O alerta feito por Flávio Bolsonaro
Antes da operação, Flávio Bolsonaro afirmou que Alexandre de Moraes, Davi Alcolumbre e Flávio Dino estariam articulando uma reação contra André Mendonça e uma tentativa de desgaste eleitoral.
O senador acusou autoridades de armarem uma farsa contra adversários políticos e de agirem como se jamais fossem responsabilizadas.
A sequência posterior foi interpretada por seus aliados como confirmação desse alerta: primeiro, Andrei Rodrigues foi reconduzido; depois, a Polícia Federal realizou as buscas; agora, cresce a expectativa sobre quais informações poderão ser divulgadas nos próximos dias.
Essa leitura continua sendo uma acusação política e precisa ser apresentada como tal. Até aqui, o material fornecido não apresenta prova documental de uma ordem expressa para utilizar a operação com finalidade eleitoral.
Mas a ausência dessa prova não elimina o problema institucional provocado pelo calendário. A sucessão dos fatos é objetiva. A interpretação sobre suas motivações permanece em disputa.
Investigação legítima exige prova, limite e transparência
O filme Dark Horse pode ser investigado se houver indício de desvio. Empresas que receberam emendas parlamentares também podem e devem prestar contas sobre a aplicação dos recursos. Ninguém envolvido na política está acima da lei.
O mesmo princípio, porém, precisa alcançar quem investiga e quem julga. Mandados de busca não podem servir como ferramenta genérica de pressão. Inquéritos não podem ser utilizados para gerar material eleitoral. Autoridades judiciais precisam evitar decisões que permitam a percepção de alinhamento com qualquer campanha.

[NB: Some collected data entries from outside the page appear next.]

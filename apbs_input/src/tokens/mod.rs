//! Token system for the legacy input language
//!
//! - **[`Token`]** numbers, words, the two PRINT operators, whitespace and comments
//! - **[`TokenStream`]** lookahead over significant tokens with exact spans
//! - **[`SpannedToken`]** a token with its source location

pub mod token;
pub mod token_stream;

pub use token::{Token, TokenClass};
pub use token_stream::{SpannedToken, TokenStream};

pub use crate::utils::{Position, SourceMap, Span, Spanned};
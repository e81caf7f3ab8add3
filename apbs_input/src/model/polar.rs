//! Settings shared by the finite-difference and finite-element polar solvers

use super::error::{ModelResult, Violations};
use super::fields::{accept, checks, Fields, Mapping, MappingBuilder};
use super::generic::{MobileIons, UseMap, WriteMap};
use super::InputFile;
use std::fmt;

pub const EQUATIONS: &[&str] = &[
    "linearized pbe",
    "nonlinear pbe",
    "linearized regularized pbe",
    "nonlinear regularized pbe",
];

pub const SURFACE_METHODS: &[&str] = &[
    "molecular surface",
    "smoothed molecular surface",
    "cubic spline",
    "septic spline",
];

pub const CHARGE_DISCRETIZATIONS: &[&str] = &["linear", "cubic", "quintic"];

/// Dirichlet boundary condition for the Poisson-Boltzmann equation
#[derive(Debug, Clone, PartialEq, Eq)]
pub enum BoundaryCondition {
    Zero,
    SingleSphere,
    MultipleSphere,
    /// Potential from the earlier calculation with this alias
    Focus(String),
    /// Potential read from the potential map with this alias
    Map(String),
}

impl BoundaryCondition {
    /// Parse `zero`, `single sphere`, `multiple sphere`, `focus <alias>` or
    /// `map <alias>`; keywords are case-insensitive, aliases are kept as written
    pub fn parse(value: &str) -> Result<Self, String> {
        let words: Vec<&str> = value.split_whitespace().collect();
        let keywords: Vec<String> = words.iter().map(|w| w.to_lowercase()).collect();
        let keywords: Vec<&str> = keywords.iter().map(String::as_str).collect();
        match keywords.as_slice() {
            ["zero"] => Ok(Self::Zero),
            ["single", "sphere"] => Ok(Self::SingleSphere),
            ["multiple", "sphere"] => Ok(Self::MultipleSphere),
            ["focus", _] => Ok(Self::Focus(words[1].to_string())),
            ["map", _] => Ok(Self::Map(words[1].to_string())),
            _ => Err(format!("Unknown boundary condition: {}.", value)),
        }
    }
}

impl fmt::Display for BoundaryCondition {
    fn fmt(&self, f: &mut fmt::Formatter<'_>) -> fmt::Result {
        match self {
            Self::Zero => write!(f, "zero"),
            Self::SingleSphere => write!(f, "single sphere"),
            Self::MultipleSphere => write!(f, "multiple sphere"),
            Self::Focus(alias) => write!(f, "focus {}", alias),
            Self::Map(alias) => write!(f, "map {}", alias),
        }
    }
}

/// Physical and output settings common to grid- and mesh-based polar solvers
#[derive(Debug, Clone, Default, PartialEq)]
pub struct PolarSettings {
    pub boundary_condition: Option<BoundaryCondition>,
    pub calculate_energy: Option<bool>,
    pub calculate_forces: Option<bool>,
    pub charge_discretization: Option<String>,
    pub equation: Option<String>,
    pub error_tolerance: Option<f64>,
    pub ions: Option<MobileIons>,
    /// Alias of the molecule in the read section
    pub molecule: Option<String>,
    pub solute_dielectric: Option<f64>,
    pub solvent_dielectric: Option<f64>,
    /// Radius in Å of the solvent probe
    pub solvent_radius: Option<f64>,
    pub surface_method: Option<String>,
    pub surface_spline_window: Option<f64>,
    /// Temperature in K
    pub temperature: Option<f64>,
    pub use_maps: Vec<UseMap>,
    pub write_maps: Vec<WriteMap>,
    /// Path for per-atom potentials
    pub write_atom_potentials: Option<String>,
}

impl PolarSettings {
    pub fn set_boundary_condition(&mut self, value: &str) -> ModelResult<()> {
        self.boundary_condition = Some(accept(BoundaryCondition::parse(value))?);
        Ok(())
    }

    pub fn set_charge_discretization(&mut self, value: &str) -> ModelResult<()> {
        self.charge_discretization = Some(accept(checks::choice(
            "charge discretization",
            value,
            CHARGE_DISCRETIZATIONS,
        ))?);
        Ok(())
    }

    pub fn set_equation(&mut self, value: &str) -> ModelResult<()> {
        self.equation = Some(accept(checks::choice("equation", value, EQUATIONS))?);
        Ok(())
    }

    pub fn set_error_tolerance(&mut self, value: f64) -> ModelResult<()> {
        self.error_tolerance = Some(accept(checks::unit_open("error tolerance", value))?);
        Ok(())
    }

    pub fn set_molecule(&mut self, value: &str) -> ModelResult<()> {
        self.molecule = Some(accept(checks::non_empty("molecule", value))?);
        Ok(())
    }

    pub fn set_solute_dielectric(&mut self, value: f64) -> ModelResult<()> {
        self.solute_dielectric = Some(accept(checks::at_least_one("solute dielectric", value))?);
        Ok(())
    }

    pub fn set_solvent_dielectric(&mut self, value: f64) -> ModelResult<()> {
        self.solvent_dielectric =
            Some(accept(checks::at_least_one("solvent dielectric", value))?);
        Ok(())
    }

    pub fn set_solvent_radius(&mut self, value: f64) -> ModelResult<()> {
        self.solvent_radius = Some(accept(checks::non_negative("solvent radius", value))?);
        Ok(())
    }

    pub fn set_surface_method(&mut self, value: &str) -> ModelResult<()> {
        self.surface_method = Some(accept(checks::choice(
            "surface method",
            value,
            SURFACE_METHODS,
        ))?);
        Ok(())
    }

    pub fn set_surface_spline_window(&mut self, value: f64) -> ModelResult<()> {
        self.surface_spline_window =
            Some(accept(checks::positive("surface spline window", value))?);
        Ok(())
    }

    pub fn set_temperature(&mut self, value: f64) -> ModelResult<()> {
        self.temperature = Some(accept(checks::positive("temperature", value))?);
        Ok(())
    }

    pub fn set_write_atom_potentials(&mut self, value: &str) -> ModelResult<()> {
        self.write_atom_potentials =
            Some(accept(checks::non_empty("write atom potentials", value))?);
        Ok(())
    }
}

impl InputFile for PolarSettings {
    fn from_mapping(mapping: &Mapping) -> ModelResult<Self> {
        let fields = Fields::new(mapping);
        let mut settings = Self::default();
        if let Some(value) = fields.string("boundary condition")? {
            settings.set_boundary_condition(&value)?;
        }
        settings.calculate_energy = fields.boolean("calculate energy")?;
        settings.calculate_forces = fields.boolean("calculate forces")?;
        if let Some(value) = fields.opt_string("charge discretization")? {
            settings.set_charge_discretization(&value)?;
        }
        if let Some(value) = fields.string("equation")? {
            settings.set_equation(&value)?;
        }
        if let Some(value) = fields.opt_number("error tolerance")? {
            settings.set_error_tolerance(value)?;
        }
        settings.ions = fields.opt_object("ions", MobileIons::from_mapping)?;
        if let Some(value) = fields.string("molecule")? {
            settings.set_molecule(&value)?;
        }
        if let Some(value) = fields.number("solute dielectric")? {
            settings.set_solute_dielectric(value)?;
        }
        if let Some(value) = fields.number("solvent dielectric")? {
            settings.set_solvent_dielectric(value)?;
        }
        if let Some(value) = fields.opt_number("solvent radius")? {
            settings.set_solvent_radius(value)?;
        }
        if let Some(value) = fields.opt_string("surface method")? {
            settings.set_surface_method(&value)?;
        }
        if let Some(value) = fields.opt_number("surface spline window")? {
            settings.set_surface_spline_window(value)?;
        }
        if let Some(value) = fields.number("temperature")? {
            settings.set_temperature(value)?;
        }
        settings.use_maps = fields.records("use maps", UseMap::from_mapping)?;
        settings.write_maps = fields.records("write maps", WriteMap::from_mapping)?;
        if let Some(value) = fields.opt_string("write atom potentials")? {
            settings.set_write_atom_potentials(&value)?;
        }
        Ok(settings)
    }

    fn to_mapping(&self) -> Mapping {
        MappingBuilder::new()
            .opt(
                "boundary condition",
                self.boundary_condition.as_ref().map(ToString::to_string),
            )
            .opt("calculate energy", self.calculate_energy)
            .opt("calculate forces", self.calculate_forces)
            .opt("charge discretization", self.charge_discretization.clone())
            .opt("equation", self.equation.clone())
            .opt("error tolerance", self.error_tolerance)
            .opt_object("ions", self.ions.as_ref().map(|ions| ions.to_mapping()))
            .opt("molecule", self.molecule.clone())
            .opt("solute dielectric", self.solute_dielectric)
            .opt("solvent dielectric", self.solvent_dielectric)
            .opt("solvent radius", self.solvent_radius)
            .opt("surface method", self.surface_method.clone())
            .opt("surface spline window", self.surface_spline_window)
            .opt("temperature", self.temperature)
            .records(
                "use maps",
                self.use_maps.iter().map(|map| map.to_mapping()).collect(),
            )
            .records(
                "write maps",
                self.write_maps.iter().map(|map| map.to_mapping()).collect(),
            )
            .opt("write atom potentials", self.write_atom_potentials.clone())
            .build()
    }

    fn validate(&self) -> ModelResult<()> {
        let mut violations = Violations::new();
        violations.present("boundary condition", &self.boundary_condition);
        violations.present("calculate energy", &self.calculate_energy);
        violations.present("calculate forces", &self.calculate_forces);
        violations.optional(
            "charge discretization",
            self.charge_discretization.as_deref(),
            |name, value| checks::choice(name, value, CHARGE_DISCRETIZATIONS),
        );
        violations.require("equation", self.equation.as_deref(), |name, value| {
            checks::choice(name, value, EQUATIONS)
        });
        violations.optional("error tolerance", self.error_tolerance, checks::unit_open);
        if let Some(ions) = &self.ions {
            violations.nested(ions.validate());
        }
        violations.require("molecule", self.molecule.as_deref(), checks::non_empty);
        violations.require(
            "solute dielectric",
            self.solute_dielectric,
            checks::at_least_one,
        );
        violations.require(
            "solvent dielectric",
            self.solvent_dielectric,
            checks::at_least_one,
        );
        violations.optional("solvent radius", self.solvent_radius, checks::non_negative);
        violations.optional(
            "surface method",
            self.surface_method.as_deref(),
            |name, value| checks::choice(name, value, SURFACE_METHODS),
        );
        violations.optional(
            "surface spline window",
            self.surface_spline_window,
            checks::positive,
        );
        violations.require("temperature", self.temperature, checks::positive);
        for map in &self.use_maps {
            violations.nested(map.validate());
        }
        for map in &self.write_maps {
            violations.nested(map.validate());
        }
        violations.finish()
    }
}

Se existem provas de que dinheiro público financiou irregularmente o filme, elas devem ser apresentadas e confrontadas com a perícia independente mencionada no material. Se as emendas foram desviadas, os responsáveis devem responder. Se não houve desvio, a reputação dos atingidos não pode ser destruída por insinuações.
A credibilidade da Polícia Federal e do Supremo depende dessa distinção.
O voto ainda pertence ao eleitor
A eleição será decidida em outubro. As pesquisas citadas mostram uma disputa que teria mudado rapidamente, com Lula em queda e Flávio Bolsonaro avançando até o empate ou a liderança numérica em diferentes levantamentos.
Nesse ambiente, qualquer operação contra pessoas próximas a um dos principais candidatos terá impacto político, independentemente da intenção declarada de seus responsáveis.
É por isso que a atuação das instituições precisa ser clara, tecnicamente fundamentada e resistente a qualquer suspeita de manipulação. A toga não pode produzir o desgaste que uma campanha adversária não conseguiu provocar. A Polícia Federal não pode ser percebida como instrumento de correção do placar eleitoral.
Flávio Bolsonaro afirmou que as autoridades “perderam o pudor”. Seus adversários dirão que as instituições estão apenas funcionando. Entre essas duas versões, existem fatos que não podem ser ignorados: Andrei Rodrigues foi afastado, Flávio Dino o reconduziu, a operação ocorreu no dia seguinte e o alvo político indireto é o campo de um candidato que cresce nas pesquisas contra Lula.
Agora, cabe às autoridades revelar as provas, explicar a urgência e demonstrar que o calendário foi apenas uma coincidência.
Até lá, a pergunta permanecerá aberta sobre Brasília: quando a curva eleitoral virou, quem decidiu acelerar a caneta?
Em resumo
É a investigação mencionada na operação da Polícia Federal que envolve a produção de uma cinebiografia de Jair Bolsonaro e emendas parlamentares destinadas a empresas relacionadas ao projeto.
Segundo as informações que fundamentam a reportagem, a Polícia Federal cumpriu cerca de 50 mandados de busca em Brasília e São Paulo.
A operação ocorreu um dia depois da recondução de Andrei Rodrigues ao comando da PF e em meio a pesquisas que indicam crescimento de Flávio Bolsonaro contra Lula.
Não. A sequência temporal sustenta questionamentos políticos e cobrança por transparência, mas não comprova isoladamente uma articulação eleitoral.